La gioventù e la carriera militare
Augusto José Ramón Pinochet Ugarte nacque a Valparaíso, in Cile, il 25 novembre 1915. Da adolescente si iscrisse alla Scuola militare Bernardo O’ Higgins, intraprendendo la carriera nelle forze armate, e nel 1945 entrò alla Accademia di guerra. Nel 1951 tornò alla Scuola militare come insegnante e in seguito divenne anche professore dell’Accademia. Dal 1956 al 1959 visse a Quito, in Ecuador, in qualità di membro di una missione militare cilena. Rientrato in patria, proseguì la carriera militare. Nel 1968 ottenne la nomina a generale di brigata e nel 1971 divenne generale di divisione.
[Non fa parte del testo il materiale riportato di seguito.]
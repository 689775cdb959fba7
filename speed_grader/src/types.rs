use std::fmt;

use chrono::{DateTime, FixedOffset};
use serde::{Deserialize, Serialize};
use serde_json::Number;

/// Workflow state of a submission as reported by the GraphQL service.
///
/// The service owns the enumeration. Values this crate does not know about are kept in
/// [`SubmissionState::Other`] so a record survives a serialize round trip unchanged.
#[derive(Debug, Clone, PartialEq, Eq, Hash, Serialize, Deserialize)]
#[serde(from = "String", into = "String")]
pub enum SubmissionState {
    Submitted,
    Unsubmitted,
    PendingReview,
    Graded,
    Ungraded,
    Deleted,
    Other(String),
}

impl SubmissionState {
    pub fn as_str(&self) -> &str {
        match self {
            SubmissionState::Submitted => "submitted",
            SubmissionState::Unsubmitted => "unsubmitted",
            SubmissionState::PendingReview => "pending_review",
            SubmissionState::Graded => "graded",
            SubmissionState::Ungraded => "ungraded",
            SubmissionState::Deleted => "deleted",
            SubmissionState::Other(raw) => raw,
        }
    }
}

impl From<String> for SubmissionState {
    fn from(raw: String) -> Self {
        match raw.as_str() {
            "submitted" => SubmissionState::Submitted,
            "unsubmitted" => SubmissionState::Unsubmitted,
            "pending_review" => SubmissionState::PendingReview,
            "graded" => SubmissionState::Graded,
            "ungraded" => SubmissionState::Ungraded,
            "deleted" => SubmissionState::Deleted,
            _ => SubmissionState::Other(raw),
        }
    }
}

impl From<SubmissionState> for String {
    fn from(state: SubmissionState) -> Self {
        match state {
            SubmissionState::Other(raw) => raw,
            known => known.as_str().to_string(),
        }
    }
}

impl fmt::Display for SubmissionState {
    fn fmt(&self, f: &mut fmt::Formatter<'_>) -> fmt::Result {
        f.write_str(self.as_str())
    }
}

/// RFC 3339 timestamp that keeps the exact text the service sent.
///
/// Decoding rejects strings that do not parse; encoding writes the original text back, so
/// offsets and fractional seconds are never normalised.
#[derive(Debug, Clone, PartialEq, Eq, Hash, Serialize, Deserialize)]
#[serde(try_from = "String", into = "String")]
pub struct Timestamp {
    raw: String,
    parsed: DateTime<FixedOffset>,
}

impl Timestamp {
    pub fn as_str(&self) -> &str {
        &self.raw
    }

    pub fn to_datetime(&self) -> DateTime<FixedOffset> {
        self.parsed
    }
}

impl TryFrom<String> for Timestamp {
    type Error = chrono::ParseError;

    fn try_from(raw: String) -> Result<Self, Self::Error> {
        let parsed = DateTime::parse_from_rfc3339(&raw)?;
        Ok(Self { raw, parsed })
    }
}

impl From<Timestamp> for String {
    fn from(ts: Timestamp) -> Self {
        ts.raw
    }
}

impl fmt::Display for Timestamp {
    fn fmt(&self, f: &mut fmt::Formatter<'_>) -> fmt::Result {
        f.write_str(&self.raw)
    }
}

/// One submission node of `course.submissionsConnection.nodes`.
///
/// Identifiers are GraphQL `ID`s and therefore strings on the wire. `score` stays a JSON
/// number so `10` is written back as `10`, not `10.0`.
#[derive(Debug, Clone, PartialEq, Serialize, Deserialize)]
#[serde(rename_all = "camelCase")]
pub struct SubmissionRecord {
    pub assignment_id: String,
    pub id: String,
    pub late: bool,
    #[serde(default)]
    pub score: Option<Number>,
    pub state: SubmissionState,
    #[serde(default)]
    pub submitted_at: Option<Timestamp>,
    pub user_id: String,
}

impl SubmissionRecord {
    /// The score as a float, for arithmetic.
    pub fn score_f64(&self) -> Option<f64> {
        self.score.as_ref().and_then(Number::as_f64)
    }
}
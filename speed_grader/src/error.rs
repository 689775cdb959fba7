//! Error types for the submissions query.
//!
//! There are exactly two failure kinds. [`FetchError::Validation`] is raised before any
//! request leaves the process. [`FetchError::Transport`] covers everything that can go
//! wrong once the request is out, and is handed back to the caller as-is.
//!
//! A well-formed response that simply lacks the course or its submissions is *not* an
//! error, see [`crate::fetcher`].

use common::format_validation_errors;
use validator::ValidationErrors;

/// Result type for submission queries.
pub type FetchResult<T> = Result<T, FetchError>;

#[derive(Debug, thiserror::Error)]
pub enum FetchError {
    #[error("Invalid query parameters: {}", format_validation_errors(.0))]
    Validation(ValidationErrors),

    #[error(transparent)]
    Transport(#[from] TransportError),
}

impl From<ValidationErrors> for FetchError {
    fn from(errors: ValidationErrors) -> Self {
        FetchError::Validation(errors)
    }
}

impl FetchError {
    /// The validation errors, if this failure happened before any I/O.
    pub fn validation_errors(&self) -> Option<&ValidationErrors> {
        match self {
            FetchError::Validation(errors) => Some(errors),
            FetchError::Transport(_) => None,
        }
    }

    pub fn is_validation(&self) -> bool {
        matches!(self, FetchError::Validation(_))
    }
}

/// A single entry of a GraphQL `errors` array.
#[derive(Debug, Clone, PartialEq, serde::Deserialize, serde::Serialize)]
pub struct GraphqlErrorMessage {
    pub message: String,
    #[serde(default, skip_serializing_if = "Option::is_none")]
    pub path: Option<Vec<serde_json::Value>>,
}

/// Failures of the outbound exchange with the GraphQL service.
#[derive(Debug, thiserror::Error)]
pub enum TransportError {
    #[error("HTTP request failed: {0}")]
    Http(#[from] reqwest::Error),

    #[error("GraphQL endpoint returned status {status}: {body}")]
    Status { status: u16, body: String },

    #[error("GraphQL errors: {}", join_messages(.0))]
    Graphql(Vec<GraphqlErrorMessage>),

    #[error("Malformed GraphQL response: {0}")]
    MalformedResponse(String),
}

fn join_messages(errors: &[GraphqlErrorMessage]) -> String {
    errors
        .iter()
        .map(|e| e.message.as_str())
        .collect::<Vec<_>>()
        .join("; ")
}

#[cfg(test)]
mod tests {
    use super::*;
    use validator::ValidationError;

    #[test]
    fn test_validation_display_names_field() {
        let mut errors = ValidationErrors::new();
        errors.add(
            "course_id",
            ValidationError::new("length").with_message("courseId must not be empty".into()),
        );
        let err = FetchError::from(errors);

        assert!(err.is_validation());
        assert_eq!(
            err.to_string(),
            "Invalid query parameters: course_id: courseId must not be empty"
        );
    }

    #[test]
    fn test_graphql_errors_display_joined() {
        let err = FetchError::from(TransportError::Graphql(vec![
            GraphqlErrorMessage {
                message: "not found".into(),
                path: None,
            },
            GraphqlErrorMessage {
                message: "forbidden".into(),
                path: None,
            },
        ]));

        assert!(!err.is_validation());
        assert!(err.validation_errors().is_none());
        assert_eq!(err.to_string(), "GraphQL errors: not found; forbidden");
    }
}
La sua carriera ebbe una svolta nel giugno del 1973, quando si guadagnò la stima del presidente, Salvador Allende: in Cile ebbe luogo un tentativo di colpo di stato contro il governo e Pinochet contribuì con i suoi soldati a reprimerlo. Allende, certo della fedeltà del generale, il 23 agosto 1973 lo nominò comandante in capo dell’Esercito del Cile. La scelta si rivelerà presto un errore fatale.
Il colpo di Stato: Pinochet e i militari contro Salvador Allende
Il Cile era tradizionalmente uno dei Paesi più democratici dell’America Latina. Allende, asceso al potere nel 1970 in seguito a regolari elezioni, aveva introdotto misure economiche a sostegno delle fasce più povere della popolazione, nazionalizzando le miniere di rame, una delle principali risorse economiche del Paese (portò così a termine la politica avviata dal suo predecessore, il democristiano Frei). Si era inoltre schierato a sostegno della laicità dello Stato e dei diritti civili; in politica estera aveva mostrato di non accettare l’egemonia statunitense, ristabilendo, tra l’altro, le relazioni con Cuba (nella quale era al potere il governo socialista di Fidel Castro).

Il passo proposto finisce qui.